Records excerpted from a collection
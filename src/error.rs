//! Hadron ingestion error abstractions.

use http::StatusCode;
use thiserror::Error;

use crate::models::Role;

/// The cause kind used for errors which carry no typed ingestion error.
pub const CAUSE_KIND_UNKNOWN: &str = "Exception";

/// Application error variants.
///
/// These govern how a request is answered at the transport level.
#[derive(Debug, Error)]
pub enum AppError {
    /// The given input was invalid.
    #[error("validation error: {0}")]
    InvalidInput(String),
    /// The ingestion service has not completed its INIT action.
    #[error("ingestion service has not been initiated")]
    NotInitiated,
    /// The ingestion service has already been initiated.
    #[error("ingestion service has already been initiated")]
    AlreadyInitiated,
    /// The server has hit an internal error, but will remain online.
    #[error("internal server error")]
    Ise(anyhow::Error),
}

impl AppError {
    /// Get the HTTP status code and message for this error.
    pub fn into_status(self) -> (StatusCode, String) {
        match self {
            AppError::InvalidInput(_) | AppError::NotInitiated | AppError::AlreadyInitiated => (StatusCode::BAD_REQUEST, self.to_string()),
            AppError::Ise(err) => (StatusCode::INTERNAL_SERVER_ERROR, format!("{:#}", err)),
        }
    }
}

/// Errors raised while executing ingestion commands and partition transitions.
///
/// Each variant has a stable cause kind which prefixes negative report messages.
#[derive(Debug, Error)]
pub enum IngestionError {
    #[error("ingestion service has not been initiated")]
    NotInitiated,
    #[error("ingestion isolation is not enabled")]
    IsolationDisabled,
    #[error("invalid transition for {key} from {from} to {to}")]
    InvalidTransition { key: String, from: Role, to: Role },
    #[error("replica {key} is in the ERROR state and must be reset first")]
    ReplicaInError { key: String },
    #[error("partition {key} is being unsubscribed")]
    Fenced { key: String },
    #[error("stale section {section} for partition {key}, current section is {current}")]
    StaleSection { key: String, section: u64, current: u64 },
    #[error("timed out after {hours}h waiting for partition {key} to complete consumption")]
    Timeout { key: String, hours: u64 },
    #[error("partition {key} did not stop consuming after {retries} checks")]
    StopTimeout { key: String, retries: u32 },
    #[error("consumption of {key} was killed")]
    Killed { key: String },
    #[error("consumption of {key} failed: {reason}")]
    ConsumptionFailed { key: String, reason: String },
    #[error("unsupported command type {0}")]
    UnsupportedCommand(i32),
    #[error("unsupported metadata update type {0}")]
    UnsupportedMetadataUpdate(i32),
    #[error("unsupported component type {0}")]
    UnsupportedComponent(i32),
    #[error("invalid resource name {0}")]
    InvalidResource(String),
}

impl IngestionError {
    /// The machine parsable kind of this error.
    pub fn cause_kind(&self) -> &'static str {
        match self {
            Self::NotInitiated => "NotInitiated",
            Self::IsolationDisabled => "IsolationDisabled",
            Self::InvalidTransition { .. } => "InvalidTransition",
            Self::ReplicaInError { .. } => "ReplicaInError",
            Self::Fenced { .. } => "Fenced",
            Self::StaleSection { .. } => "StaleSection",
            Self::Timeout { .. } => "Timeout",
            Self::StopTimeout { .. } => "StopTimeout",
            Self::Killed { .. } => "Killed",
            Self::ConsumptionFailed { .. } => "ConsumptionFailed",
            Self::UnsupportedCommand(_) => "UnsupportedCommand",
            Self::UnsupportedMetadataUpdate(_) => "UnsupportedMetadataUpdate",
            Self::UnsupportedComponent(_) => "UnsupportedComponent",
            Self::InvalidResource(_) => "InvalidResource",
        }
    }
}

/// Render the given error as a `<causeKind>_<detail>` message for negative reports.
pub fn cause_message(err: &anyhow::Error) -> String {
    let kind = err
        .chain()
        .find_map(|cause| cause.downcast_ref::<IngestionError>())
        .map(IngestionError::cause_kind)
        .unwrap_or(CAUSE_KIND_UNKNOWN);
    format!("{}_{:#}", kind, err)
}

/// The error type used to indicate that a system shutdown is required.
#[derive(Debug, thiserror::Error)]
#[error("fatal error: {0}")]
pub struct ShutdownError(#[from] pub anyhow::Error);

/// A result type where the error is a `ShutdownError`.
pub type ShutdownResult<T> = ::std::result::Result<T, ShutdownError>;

◆ WHAT TO WORK ON
Out of the data above, give again only the lines starting at the one holding "use thiserror::Error;" and ending at the one holding "current section is", unchanged.

◆ WRITTEN RESPONSE
use thiserror::Error;

use crate::models::Role;

/// The cause kind used for errors which carry no typed ingestion error.
pub const CAUSE_KIND_UNKNOWN: &str = "Exception";

/// Application error variants.
///
/// These govern how a request is answered at the transport level.
#[derive(Debug, Error)]
pub enum AppError {
    /// The given input was invalid.
    #[error("validation error: {0}")]
    InvalidInput(String),
    /// The ingestion service has not completed its INIT action.
    #[error("ingestion service has not been initiated")]
    NotInitiated,
    /// The ingestion service has already been initiated.
    #[error("ingestion service has already been initiated")]
    AlreadyInitiated,
    /// The server has hit an internal error, but will remain online.
    #[error("internal server error")]
    Ise(anyhow::Error),
}

impl AppError {
    /// Get the HTTP status code and message for this error.
    pub fn into_status(self) -> (StatusCode, String) {
        match self {
            AppError::InvalidInput(_) | AppError::NotInitiated | AppError::AlreadyInitiated => (StatusCode::BAD_REQUEST, self.to_string()),
            AppError::Ise(err) => (StatusCode::INTERNAL_SERVER_ERROR, format!("{:#}", err)),
        }
    }
}

/// Errors raised while executing ingestion commands and partition transitions.
///
/// Each variant has a stable cause kind which prefixes negative report messages.
#[derive(Debug, Error)]
pub enum IngestionError {
    #[error("ingestion service has not been initiated")]
    NotInitiated,
    #[error("ingestion isolation is not enabled")]
    IsolationDisabled,
    #[error("invalid transition for {key} from {from} to {to}")]
    InvalidTransition { key: String, from: Role, to: Role },
    #[error("replica {key} is in the ERROR state and must be reset first")]
    ReplicaInError { key: String },
    #[error("partition {key} is being unsubscribed")]
    Fenced { key: String },
    #[error("stale section {section} for partition {key}, current section is {current}")]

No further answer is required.